“Whiskey?”
“Hot and Irish, please.”
“You are a lot of trouble.” I smiled at him over my shoulder as we walked toward the kitchen.
“But I’m worth it, or so the other ladies say.”
“Yes, you are, and I’m delighted to hear you say so.”
“No lectures, Swede, I’m here to charm and delight you, not alarm and affright you.”
I groaned. “You’re a poet, do you know it?”
“Of course, I’m a poet.

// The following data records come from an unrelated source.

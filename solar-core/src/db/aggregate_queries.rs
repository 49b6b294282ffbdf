//! Read-side aggregation over the per-minute series.
//!
//! Nothing here writes; an abandoned query simply drops its partial work.

use std::collections::BTreeMap;

use time::{Date, Time};

use super::{MetricStore, StoreError};
use crate::domain::{Combinator, Measurement, MeasurementKind, SiteId};

/// Fold minute values with the kind's combinator. `None` when there are no
/// values, so "no data" never reads as a zero total.
pub fn combine<I>(kind: MeasurementKind, values: I) -> Option<f64>
where
    I: IntoIterator<Item = f64>,
{
    let (sum, count) = values
        .into_iter()
        .fold((0.0_f64, 0_usize), |(sum, count), v| (sum + v, count + 1));

    if count == 0 {
        return None;
    }

    match kind.combinator() {
        Combinator::Sum => Some(sum),
        Combinator::Mean => Some(sum / count as f64),
    }
}

/// Total (or mean, for temperature) over the minutes observed on `day`.
/// Unobserved minutes are skipped, not counted as zero.
pub async fn daily_total<S>(
    store: &S,
    site: SiteId,
    kind: MeasurementKind,
    day: Date,
) -> Result<Option<f64>, StoreError>
where
    S: MetricStore + ?Sized,
{
    let values = store.measurements(site, kind, Some(day)).await?;
    Ok(combine(kind, values.into_iter().map(|m| m.value)))
}

/// One measurement per observed hour of `day`, stamped at the top of the hour.
pub async fn hourly_totals<S>(
    store: &S,
    site: SiteId,
    kind: MeasurementKind,
    day: Date,
) -> Result<Vec<Measurement>, StoreError>
where
    S: MetricStore + ?Sized,
{
    let values = store.measurements(site, kind, Some(day)).await?;

    let mut by_hour: BTreeMap<u8, Vec<f64>> = BTreeMap::new();
    for m in values {
        by_hour.entry(m.timestamp.hour()).or_default().push(m.value);
    }

    let hours = by_hour
        .into_iter()
        .filter_map(|(hour, vals)| {
            let value = combine(kind, vals)?;
            let start = Time::from_hms(hour, 0, 0).ok()?;
            Some(Measurement {
                timestamp: day.with_time(start).assume_utc(),
                value,
            })
        })
        .collect();

    Ok(hours)
}
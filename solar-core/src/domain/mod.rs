pub mod measurement;
pub mod minute;
pub mod reading;
pub mod site;
pub mod site_stats;

pub use measurement::{Combinator, Measurement, MeasurementKind, Plot};
pub use reading::{normalize, normalize_all, RawReading, Reading, RejectionReason};
pub use site::{Coordinate, Site, SiteId};
pub use site_stats::SiteStats;
//! Minute-of-day addressing. All partitioning happens on the UTC calendar.

use time::{Date, Duration, OffsetDateTime, UtcOffset};

pub const MINUTES_PER_DAY: u16 = 1440;

pub fn utc_day(ts: OffsetDateTime) -> Date {
    ts.to_offset(UtcOffset::UTC).date()
}

pub fn today() -> Date {
    OffsetDateTime::now_utc().date()
}

/// Minute within the UTC day, in `0..1440`.
pub fn minute_of_day(ts: OffsetDateTime) -> u16 {
    let utc = ts.to_offset(UtcOffset::UTC);
    u16::from(utc.hour()) * 60 + u16::from(utc.minute())
}

pub fn timestamp_for_minute(day: Date, minute: u16) -> OffsetDateTime {
    day.midnight().assume_utc() + Duration::minutes(i64::from(minute))
}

All great lovers are poets.”
In the kitchen, I pulled out a stainless steel bowl in which to whip the cream for his Irish coffee. I glanced at him as he perched on one of the stools at the counter… and experienced one of those jolting moments that had occurred occasionally in our friendship when I saw clearly what it was about him that left my secretary limp. Careful, I warned myself. You are merely horny; don’t use the nice man.
“So you think you’re a great lover.” I tried to keep up the light bantering tone. But I knew he’d caught that instant of awareness in my eyes.
He grinned at me. There was nothing even remotely platonic in his expression. “So they say, Jenny, or was it you who said that? Was it you, Jenny?”
Absurdly, I blushed. I felt a little incestuous about those few times we’d slipped out of friendship into something else.
“I may have mentioned something to that effect,” I mumbled. I opened the refrigerator to get the cream and hid my pink face among the shelves.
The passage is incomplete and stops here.